Thursday, April 7, 2016

Khalid Mehmood: The Accidental Jihadist



By Owen Bennett-Jones
6 April 2016
The group that carried out the Lahore attack afterwards released a photograph of the suicide bomber. Predictably enough he looks young, 21 maybe. It's a heavily posed shot - he's on his haunches with a huge gun behind him and his right hand is raised in front of his face with his forefinger extended as if he was emphasising a point. "Listen!" he seems to be saying. "Just listen to me!"
And once again the question that demands an answer: what on Earth was he thinking? A few months ago I met a young man in Lahore, Khalid Mehmood, who volunteered to join a group of Islamist militants - and started a journey that for some ends up with a clenched fist, a triggered detonator and mayhem. He didn't go that far, but still, why did he think violent jihad was right for him?
There was a school in Khalid Mehmood's village but he didn't go. Instead he worked with his father, sowing crops and watering them. Then, like many adolescents, he wanted to fly the nest. At the age of 12 he went to Lahore and started working in a factory. One day - he was 15 by this point - Khalid thought that he would like to see a film. He had never see one before and he thought the time had come to go to a cinema.
As he walked through Lahore he got diverted by a rally. This was a fair while ago now - in the months after 9/11 - and emotions were running high. It turned out the rally was organised by one of Pakistan's most formidable militant outfits, Jaish-e-Mohammad, and everyone was chanting anti-American slogans. There were announcements saying: "We need people to go to Afghanistan to fight the Americans!"
Khalid volunteered on the spot. "I thought, 'I can go to see another country'," he said. In no time at all he'd been driven to Kandahar, the Taliban stronghold in southern Afghanistan.
It was then he realised how little he knew about religion.
"I had never really said any prayers in Pakistan. I never knew the right words," he told me.
An Afghan cleric taught him how to pray - there was no instruction in violent jihad. But still, life was difficult, Khalid said. "They were all Pashtuns and I could not understand their language. I was in another world," he told me. "There were bullets flying around. I wanted to go back home."
But he hardly knew where he was, so there was no chance of his returning to Pakistan on his own.
After 15 days he was moved up to northern Afghanistan where the Taliban were fighting and where he attended to wounded fighters. But the Taliban were soon in retreat and Khalid and some others from Pakistan were told they could go back home. They started out in buses but, after being relieved of their vehicles at a checkpoint, had to continue on foot.
After a few hours walking they were picked up by one of Afghanistan's most notorious warlords who told the Pakistanis to get in a container that would take them back to their country. Those who refused to get in were shot. Crammed in, the men began to panic and fight.

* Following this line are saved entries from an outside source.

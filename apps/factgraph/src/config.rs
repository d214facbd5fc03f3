//! # Configuration
//!
//! Optional TOML configuration for the factgraph CLI.
//!
//! ```toml
//! log_format = "json"     # "text" (default) or "json"
//! json_mode = false       # print results as JSON
//! data = ["facts.nt"]     # files imported before every command
//! ```
//!
//! Precedence: command-line flags, then `FACTGRAPH_LOG_FORMAT` (log format
//! only), then the config file, then defaults.

use crate::error::AppError;
use serde::{Deserialize, Serialize};
use std::path::{Path, PathBuf};

/// Environment variable selecting the log format.
pub const LOG_FORMAT_ENV: &str = "FACTGRAPH_LOG_FORMAT";

/// Maximum config file size (1 MB).
const MAX_CONFIG_FILE_SIZE: u64 = 1024 * 1024;

/// Log output format.
#[derive(Debug, Clone, Copy, Default, PartialEq, Eq, Serialize, Deserialize)]
#[serde(rename_all = "lowercase")]
pub enum LogFormat {
    #[default]
    Text,
    Json,
}

impl LogFormat {
    /// Parse a format name; anything other than `json` is text.
    #[must_use]
    pub fn parse(name: &str) -> Self {
        if name.eq_ignore_ascii_case("json") {
            Self::Json
        } else {
            Self::Text
        }
    }

    /// Format selected by [`LOG_FORMAT_ENV`], if set.
    #[must_use]
    pub fn from_env() -> Option<Self> {
        std::env::var(LOG_FORMAT_ENV).ok().map(|v| Self::parse(&v))
    }
}

/// Settings read from a config file.
#[derive(Debug, Clone, Default, PartialEq, Eq, Serialize, Deserialize)]
#[serde(default, deny_unknown_fields)]
pub struct Config {
    /// Log output format.
    pub log_format: LogFormat,
    /// Print command results as JSON.
    pub json_mode: bool,
    /// Data files to import before running the command.
    pub data: Vec<PathBuf>,
}

impl Config {
    /// Parse a config from TOML text.
    pub fn from_toml_str(text: &str, origin: &str) -> Result<Self, AppError> {
        toml::from_str(text).map_err(|e| AppError::Config {
            path: origin.to_string(),
            message: e.to_string(),
        })
    }

    /// Load a config file.
    ///
    /// Relative `data` paths are resolved against the config file's directory.
    pub fn load(path: &Path) -> Result<Self, AppError> {
        let origin = path.display().to_string();
        let config_error = |message: String| AppError::Config {
            path: origin.clone(),
            message,
        };

        let metadata = std::fs::metadata(path).map_err(|e| config_error(e.to_string()))?;
        if metadata.len() > MAX_CONFIG_FILE_SIZE {
            return Err(config_error(format!(
                "file size {} bytes exceeds maximum allowed {} bytes",
                metadata.len(),
                MAX_CONFIG_FILE_SIZE
            )));
        }

        let text = std::fs::read_to_string(path).map_err(|e| config_error(e.to_string()))?;
        let mut config = Self::from_toml_str(&text, &origin)?;

        let base = path.parent().unwrap_or(Path::new("."));
        for file in &mut config.data {
            if file.is_relative() {
                *file = base.join(&*file);
            }
        }

        Ok(config)
    }
}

Khalid fainted - and it probably saved his life.
He later learned that while he was unconscious the warlord's men walked around the outside of the container firing bullets into it. Khalid was one of only 15 or 16 to get out alive.
The dead bodies of the others were thrown out into the desert, doused in petrol and burned.
Khalid was taken to a compound in the nearby town of Mazar-e-Sharif. But there was no food and hardly even a glass of water. The prisoners protested saying: "Either kill us or set us free." Eventually they were moved on… to a prison in Kabul.
After six months there the Pakistani ambassador intervened and got 40 to 50 prisoners sent back home. But Khalid still wasn't a free man. For nearly a year he was moved from prison to prison in Pakistan before, eventually, he was released.
At last he was able to get back home.
"It was really nice," he said. "I felt I was in heaven. My family got me married and I found a new job. I am happy now."
So how does he look back on those momentous events?
"I was inexperienced," he said. "I first stated working in a factory when I was 12. I just went to see another country. It seemed exciting. But it was a total disaster."
And that's the story of Khalid Mehmood - and what happened when, one day, he thought it would be fun to watch a movie.